* _The problem_:
Report each line of the data that includes the word "acquisition".

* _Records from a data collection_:
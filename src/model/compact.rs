//! Export-time renumbering of nodes and section catalogs

use std::collections::BTreeMap;

use serde::{Deserialize, Serialize};

use super::{FrameModel, Tag};

/// Tags moved by one compaction pass, old -> new per pool
#[derive(Debug, Clone, Default, PartialEq, Eq, Serialize, Deserialize)]
pub struct Renumbering {
    pub nodes: BTreeMap<Tag, Tag>,
    pub frame_sections: BTreeMap<Tag, Tag>,
    pub wall_sections: BTreeMap<Tag, Tag>,
}

impl Renumbering {
    /// True when every pool was already dense
    pub fn is_identity(&self) -> bool {
        self.nodes.is_empty() && self.frame_sections.is_empty() && self.wall_sections.is_empty()
    }
}

impl FrameModel {
    /// Renumber nodes, wall sections and frame sections to 1..=N each and
    /// rewrite every element reference to match.
    ///
    /// Element tags are left alone. A second call on the result is a no-op.
    pub fn compress(&mut self) -> Renumbering {
        let renumbering = Renumbering {
            nodes: self.nodes.renumber(),
            wall_sections: self.wall_sections.renumber(),
            frame_sections: self.frame_sections.renumber(),
        };

        if renumbering.is_identity() {
            return renumbering;
        }

        for element in self.elements.values_mut() {
            for node in element.nodes.iter_mut() {
                if let Some(&new) = renumbering.nodes.get(node) {
                    *node = new;
                }
            }

            let sections = if element.kind.uses_wall_section() {
                &renumbering.wall_sections
            } else {
                &renumbering.frame_sections
            };
            if let Some(&new) = sections.get(&element.section) {
                element.section = new;
            }
        }

        log::info!(
            "Compacted {} node, {} frame section and {} wall section tag(s)",
            renumbering.nodes.len(),
            renumbering.frame_sections.len(),
            renumbering.wall_sections.len()
        );

        renumbering
    }
}
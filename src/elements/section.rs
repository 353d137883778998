//! Section catalogs for frame/brace elements and wall elements

use serde::{Deserialize, Serialize};

/// Material family of a frame section
#[derive(Debug, Clone, Copy, Default, PartialEq, Eq, Serialize, Deserialize)]
pub enum MaterialKind {
    Wood,
    #[default]
    Steel,
}

impl MaterialKind {
    /// Parse the material token of a section record.
    ///
    /// Accepts the name or the numeric code; anything else falls back to steel.
    pub fn from_token(token: &str) -> Self {
        match token {
            "Wood" | "1" => Self::Wood,
            _ => Self::Steel,
        }
    }

    /// Numeric code written to the solver file
    pub fn code(self) -> u8 {
        match self {
            Self::Wood => 1,
            Self::Steel => 2,
        }
    }
}

/// Cross-section properties for frame and brace elements
#[derive(Debug, Clone, PartialEq, Serialize, Deserialize)]
pub struct FrameSection {
    pub material: MaterialKind,
    /// [E, G, width, height]
    pub parameters: [f64; 4],
}

impl FrameSection {
    pub fn new(material: MaterialKind, e: f64, g: f64, width: f64, height: f64) -> Self {
        Self {
            material,
            parameters: [e, g, width, height],
        }
    }

    pub fn steel(e: f64, g: f64, width: f64, height: f64) -> Self {
        Self::new(MaterialKind::Steel, e, g, width, height)
    }

    pub fn wood(e: f64, g: f64, width: f64, height: f64) -> Self {
        Self::new(MaterialKind::Wood, e, g, width, height)
    }

    /// Elastic modulus
    pub fn e(&self) -> f64 {
        self.parameters[0]
    }

    /// Shear modulus
    pub fn g(&self) -> f64 {
        self.parameters[1]
    }

    pub fn width(&self) -> f64 {
        self.parameters[2]
    }

    pub fn height(&self) -> f64 {
        self.parameters[3]
    }

    /// Gross area of the rectangular section
    pub fn area(&self) -> f64 {
        self.width() * self.height()
    }
}

/// Number of values in one row of a wall section record
pub const WALL_ROW_LEN: usize = 6;

/// Wall section: geometry row followed by two hysteretic backbone rows
///
/// Row layout, six values each:
/// - geometry: length, depth, elastic modulus, yield strength, thickness, dl
/// - first backbone: q0, q1, q2, xk, dmax, sdf
/// - second backbone: q0, q1, q2, xk, dmax, sdf
#[derive(Debug, Clone, PartialEq, Serialize, Deserialize)]
pub struct WallSection {
    pub parameters: [f64; 18],
}

impl WallSection {
    pub fn new(parameters: [f64; 18]) -> Self {
        Self { parameters }
    }

    pub fn from_rows(rows: [[f64; WALL_ROW_LEN]; 3]) -> Self {
        let mut parameters = [0.0; 18];
        for (chunk, row) in parameters.chunks_exact_mut(WALL_ROW_LEN).zip(rows.iter()) {
            chunk.copy_from_slice(row);
        }
        Self { parameters }
    }

    /// One of the three physical rows (0 = geometry)
    pub fn row(&self, index: usize) -> &[f64] {
        &self.parameters[index * WALL_ROW_LEN..(index + 1) * WALL_ROW_LEN]
    }

    pub fn rows(&self) -> impl Iterator<Item = &[f64]> {
        self.parameters.chunks_exact(WALL_ROW_LEN)
    }

    pub fn geometry(&self) -> &[f64] {
        self.row(0)
    }

    pub fn first_backbone(&self) -> &[f64] {
        self.row(1)
    }

    pub fn second_backbone(&self) -> &[f64] {
        self.row(2)
    }
}
//! Live microphone sessions for both acquisition modes.
//!
//! A session owns the running `cpal::Stream`. Keep it on the thread that
//! created it; estimates cross threads through the channel or the slot.

use anyhow::{Context, Result};
use cpal::Stream;
use cpal::traits::StreamTrait;
use crossbeam_channel::Receiver;

use crate::acquisition::{
    self, EstimateSlot, PitchEvent, PullDetector, PushDetector, ResetHandle, SampleQueue,
};
use crate::audio::AudioInput;
use crate::config::DetectorConfig;
use crate::estimator::PitchEstimate;

/// Capacity of the push-mode event channel, in windows.
const EVENT_CHANNEL_CAPACITY: usize = 64;

/// Push mode: the estimator runs in the audio callback.
pub struct PushSession {
    stream: Stream,
    sample_rate: u32,
    device_name: String,
    latest: EstimateSlot,
    reset: ResetHandle,
    /// Clone of the consumer's receiver, drained on stop.
    events: Receiver<PitchEvent>,
}

impl PushSession {
    /// Opens the input device and starts estimating in its callback.
    ///
    /// # Returns
    /// * `Ok((session, events))` - Running session and its event stream
    /// * `Err(e)` - Invalid config, or the device could not be started
    pub fn start(
        config: DetectorConfig,
        device: Option<&str>,
    ) -> Result<(Self, Receiver<PitchEvent>)> {
        config.validate().context("Invalid detector configuration")?;

        let input = AudioInput::open(device)?;
        let sample_rate = input.sample_rate();
        let device_name = input.name().to_string();

        let (events_tx, events_rx) = crossbeam_channel::bounded(EVENT_CHANNEL_CAPACITY);
        let mut detector = PushDetector::new(config, sample_rate, events_tx)?;
        let latest = detector.latest();
        let reset = detector.reset_handle();

        let stream = input.start(move |samples| detector.process(samples))?;
        log::info!("Push session started on {}", device_name);

        Ok((
            Self {
                stream,
                sample_rate,
                device_name,
                latest,
                reset,
                events: events_rx.clone(),
            },
            events_rx,
        ))
    }

    pub fn sample_rate(&self) -> u32 {
        self.sample_rate
    }

    pub fn device_name(&self) -> &str {
        &self.device_name
    }

    /// Most recent estimate published by the audio thread.
    pub fn latest(&self) -> Option<PitchEstimate> {
        self.latest.latest().map(|estimate| (*estimate).clone())
    }

    /// Pauses capture and clears smoothing and queued events so a restart
    /// starts clean.
    pub fn stop(&mut self) -> Result<()> {
        self.stream.pause().context("Failed to pause input stream")?;
        self.reset.request();
        self.latest.clear();
        let discarded = acquisition::discard_pending(&self.events);
        log::info!("Push session stopped ({} pending events discarded)", discarded);
        Ok(())
    }

    /// Resumes a stopped session.
    pub fn resume(&mut self) -> Result<()> {
        self.stream.play().context("Failed to resume input stream")?;
        Ok(())
    }
}

/// Pull mode: the audio callback only queues samples; `poll` estimates.
pub struct PullSession {
    stream: Stream,
    device_name: String,
    queue: SampleQueue,
    detector: PullDetector,
}

impl PullSession {
    pub fn start(config: DetectorConfig, device: Option<&str>) -> Result<Self> {
        config.validate().context("Invalid detector configuration")?;

        let input = AudioInput::open(device)?;
        let device_name = input.name().to_string();
        let queue = SampleQueue::for_window(config.window_size);

        let mut detector = PullDetector::new(config, input.sample_rate())?;
        detector.attach(queue.clone());

        let producer = queue.clone();
        let stream = input.start(move |samples| producer.push(samples))?;
        log::info!("Pull session started on {}", device_name);

        Ok(Self {
            stream,
            device_name,
            queue,
            detector,
        })
    }

    pub fn device_name(&self) -> &str {
        &self.device_name
    }

    /// Estimates from the samples captured since the last poll.
    pub fn poll(&mut self) -> Option<PitchEstimate> {
        self.detector.poll()
    }

    /// Pauses capture and discards queued samples and smoothing.
    pub fn stop(&mut self) -> Result<()> {
        self.stream.pause().context("Failed to pause input stream")?;
        self.detector.detach();
        self.queue.clear();
        log::info!("Pull session stopped");
        Ok(())
    }

    /// Resumes a stopped session with fresh analysis state.
    pub fn resume(&mut self) -> Result<()> {
        self.queue.clear();
        self.detector.attach(self.queue.clone());
        self.stream.play().context("Failed to resume input stream")?;
        Ok(())
    }
}
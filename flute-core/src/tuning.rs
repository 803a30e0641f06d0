//! # Musical Tuning Module
//!
//! Equal-temperament conversions between frequencies and note names.
//! Both directions use the same chromatic table starting at C, so a note
//! converted to a frequency and back always yields the original note.
//!
//! ## Features
//! - Frequency to note name, octave, MIDI number and cents offset
//! - Note name (e.g. "G4", "C#5") to frequency
//! - Pitch-class lookups for octave-independent comparisons
//! - Cent deviation between two frequencies

use once_cell::sync::Lazy;
use std::collections::BTreeMap;

/// Chromatic pitch-class names, starting at C.
pub const NOTE_NAMES: [&str; 12] = [
    "C", "C#", "D", "D#", "E", "F", "F#", "G", "G#", "A", "A#", "B",
];

/// Position of A in `NOTE_NAMES`.
const A_INDEX: i32 = 9;

/// MIDI note number of A4.
const A4_MIDI: i32 = 69;

/// Static map for quick pitch-class name to index lookups.
static NOTE_INDEX: Lazy<BTreeMap<&'static str, usize>> = Lazy::new(|| {
    NOTE_NAMES
        .iter()
        .enumerate()
        .map(|(i, &name)| (name, i))
        .collect()
});

/// A frequency expressed as the nearest equal-tempered note.
#[derive(Debug, Clone, PartialEq)]
pub struct NoteReading {
    /// Frequency in Hz, rounded to one decimal.
    pub frequency: f32,
    /// Pitch-class name (e.g. "G").
    pub note: &'static str,
    pub octave: i32,
    /// Note name with octave (e.g. "G4").
    pub full_note: String,
    /// Deviation from the nearest note, in [-50, 50].
    pub cents: i32,
    pub midi_note: i32,
}

/// Converts a frequency to the nearest note relative to `a4` Hz.
///
/// # Arguments
/// * `frequency` - Positive frequency in Hz
/// * `a4` - Reference frequency of A4 in Hz
pub fn frequency_to_note(frequency: f32, a4: f32) -> NoteReading {
    let semitones = 12.0 * (frequency / a4).log2();
    let nearest = semitones.round();

    let midi_note = nearest as i32 + A4_MIDI;
    let note = note_name_for_midi(midi_note);
    let octave = octave_for_midi(midi_note);
    let cents = ((semitones - nearest) * 100.0).round() as i32;

    NoteReading {
        frequency: (frequency * 10.0).round() / 10.0,
        note,
        octave,
        full_note: format!("{}{}", note, octave),
        cents,
        midi_note,
    }
}

/// Pitch-class name of a MIDI note number.
pub fn note_name_for_midi(midi_note: i32) -> &'static str {
    NOTE_NAMES[midi_note.rem_euclid(12) as usize]
}

/// Octave of a MIDI note number, where MIDI 60 is C4.
pub fn octave_for_midi(midi_note: i32) -> i32 {
    midi_note.div_euclid(12) - 1
}

/// Index of a pitch-class name in `NOTE_NAMES`.
pub fn pitch_class_index(name: &str) -> Option<usize> {
    NOTE_INDEX.get(name).copied()
}

/// Splits a note like "C#5" or "B-1" into its pitch-class index and octave.
///
/// Returns `None` when the octave is missing or the pitch class is unknown.
pub fn parse_note(name: &str) -> Option<(usize, i32)> {
    let (pitch_class, octave) = split_octave(name);
    let octave: i32 = octave?.parse().ok()?;
    Some((pitch_class_index(pitch_class)?, octave))
}

/// Returns the pitch-class part of a bare pitch class ("G") or a full note
/// ("G4"), or `None` if it isn't one of the twelve chromatic names.
pub fn pitch_class_of(name: &str) -> Option<&'static str> {
    let (pitch_class, _) = split_octave(name.trim());
    pitch_class_index(pitch_class).map(|i| NOTE_NAMES[i])
}

/// Converts a note name with octave to its equal-tempered frequency.
///
/// # Arguments
/// * `name` - Note name with octave (e.g. "G4", "C#5")
/// * `a4` - Reference frequency of A4 in Hz
///
/// # Returns
/// * `Some(frequency)` - Frequency in Hz
/// * `None` - Unrecognised pitch class, missing octave, or an octave too
///   extreme to yield a finite frequency
pub fn note_to_frequency(name: &str, a4: f32) -> Option<f32> {
    let (index, octave) = parse_note(name)?;
    let semitones = octave
        .checked_sub(4)?
        .checked_mul(12)?
        .checked_add(index as i32 - A_INDEX)?;
    let freq = a4 * 2.0_f32.powf(semitones as f32 / 12.0);
    (freq.is_finite() && freq > 0.0).then_some(freq)
}

/// Calculates the deviation from a target frequency in cents.
///
/// Positive values are sharp, negative values flat.
pub fn calculate_cents_deviation(freq: f32, target_freq: f32) -> f32 {
    1200.0 * (freq / target_freq).log2()
}

/// Splits trailing octave digits (with an optional leading `-`) off a name.
fn split_octave(name: &str) -> (&str, Option<&str>) {
    let digits_start = name
        .char_indices()
        .rev()
        .take_while(|(_, c)| c.is_ascii_digit())
        .last()
        .map(|(i, _)| i);

    match digits_start {
        Some(start) => {
            let start = if name[..start].ends_with('-') { start - 1 } else { start };
            (&name[..start], Some(&name[start..]))
        }
        None => (name, None),
    }
}

#[cfg(test)]
mod tests {
    use super::*;

    #[test]
    fn test_note_mapping() {
        let test_cases = [
            (440.0, "A4"),
            (493.88, "B4"),
            (523.25, "C5"),
            (392.0, "G4"),
            (261.63, "C4"),
            (1046.5, "C6"),
        ];

        for (freq, expected) in test_cases {
            let note = frequency_to_note(freq, 440.0);
            assert_eq!(note.full_note, expected, "{} Hz", freq);
            assert!(
                note.cents.abs() <= 1,
                "Frequency {} Hz should be close to perfect pitch, got {} cents off",
                freq,
                note.cents
            );
        }
    }

    #[test]
    fn a4_is_midi_69() {
        let note = frequency_to_note(440.0, 440.0);
        assert_eq!(note.midi_note, 69);
        assert_eq!(note.note, "A");
        assert_eq!(note.octave, 4);
        assert_eq!(note.cents, 0);
        assert_eq!(note.frequency, 440.0);
    }

    #[test]
    fn cents_sign_and_rounding() {
        // A quarter tone sharp of A4 is still A4 at +50 at most.
        let sharp = frequency_to_note(440.0 * 2.0_f32.powf(0.3 / 12.0), 440.0);
        assert_eq!(sharp.full_note, "A4");
        assert_eq!(sharp.cents, 30);

        let flat = frequency_to_note(440.0 * 2.0_f32.powf(-0.2 / 12.0), 440.0);
        assert_eq!(flat.full_note, "A4");
        assert_eq!(flat.cents, -20);
    }

    #[test]
    fn frequency_is_rounded_to_one_decimal() {
        let note = frequency_to_note(391.9954, 440.0);
        assert_eq!(note.frequency, 392.0);
    }

    #[test]
    fn reference_pitch_shifts_the_grid() {
        let note = frequency_to_note(442.0, 442.0);
        assert_eq!(note.full_note, "A4");
        assert_eq!(note.cents, 0);
        assert!((note_to_frequency("A4", 442.0).unwrap() - 442.0).abs() < 1e-3);
    }

    #[test]
    fn note_to_frequency_known_values() {
        assert!((note_to_frequency("A4", 440.0).unwrap() - 440.0).abs() < 1e-3);
        assert!((note_to_frequency("G4", 440.0).unwrap() - 392.0).abs() < 0.01);
        assert!((note_to_frequency("C4", 440.0).unwrap() - 261.63).abs() < 0.01);
        assert!((note_to_frequency("A#5", 440.0).unwrap() - 932.33).abs() < 0.01);
    }

    #[test]
    fn note_to_frequency_rejects_unknown_names() {
        assert_eq!(note_to_frequency("H4", 440.0), None);
        assert_eq!(note_to_frequency("Bb4", 440.0), None);
        assert_eq!(note_to_frequency("G", 440.0), None);
        assert_eq!(note_to_frequency("", 440.0), None);
    }

    #[test]
    fn note_to_frequency_rejects_extreme_octaves() {
        assert_eq!(note_to_frequency("C999999999", 440.0), None);
        assert_eq!(note_to_frequency("C-2147483648", 440.0), None);
        assert_eq!(note_to_frequency("A2147483647", 440.0), None);
        assert_eq!(note_to_frequency("C99999999999", 440.0), None);
        assert_eq!(note_to_frequency("C999", 440.0), None);
        assert!(note_to_frequency("C10", 440.0).is_some());
    }

    #[test]
    fn parse_note_handles_multi_digit_and_negative_octaves() {
        assert_eq!(parse_note("C10"), Some((0, 10)));
        assert_eq!(parse_note("B-1"), Some((11, -1)));
        assert_eq!(parse_note("F#3"), Some((6, 3)));
        assert_eq!(parse_note("#3"), None);
    }

    #[test]
    fn pitch_class_of_strips_octave() {
        assert_eq!(pitch_class_of("G4"), Some("G"));
        assert_eq!(pitch_class_of("C#"), Some("C#"));
        assert_eq!(pitch_class_of(" D#5 "), Some("D#"));
        assert_eq!(pitch_class_of("X2"), None);
    }

    #[test]
    fn midi_lookups_are_total() {
        assert_eq!(note_name_for_midi(0), "C");
        assert_eq!(octave_for_midi(0), -1);
        assert_eq!(note_name_for_midi(-1), "B");
        assert_eq!(octave_for_midi(-1), -2);
        assert_eq!(note_name_for_midi(60), "C");
        assert_eq!(octave_for_midi(60), 4);
    }

    #[test]
    fn round_trip_every_pitch_class() {
        for octave in 2..=7 {
            for name in NOTE_NAMES {
                let full = format!("{}{}", name, octave);
                let freq = note_to_frequency(&full, 440.0).unwrap();
                let back = frequency_to_note(freq, 440.0);
                assert_eq!(back.full_note, full);
                assert_eq!(back.cents, 0, "{} -> {} Hz", full, freq);

                let again = note_to_frequency(&back.full_note, 440.0).unwrap();
                assert!((again - freq).abs() < 1.0, "{}: {} vs {}", full, again, freq);
            }
        }
    }

    #[test]
    fn cents_deviation_of_an_octave() {
        assert!((calculate_cents_deviation(880.0, 440.0) - 1200.0).abs() < 1e-3);
        assert!((calculate_cents_deviation(440.0, 440.0)).abs() < 1e-6);
    }
}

* _Output below_:
//! Live microphone sessions for both acquisition modes.
use crate::acquisition::{
        let discarded = acquisition::discard_pending(&self.events);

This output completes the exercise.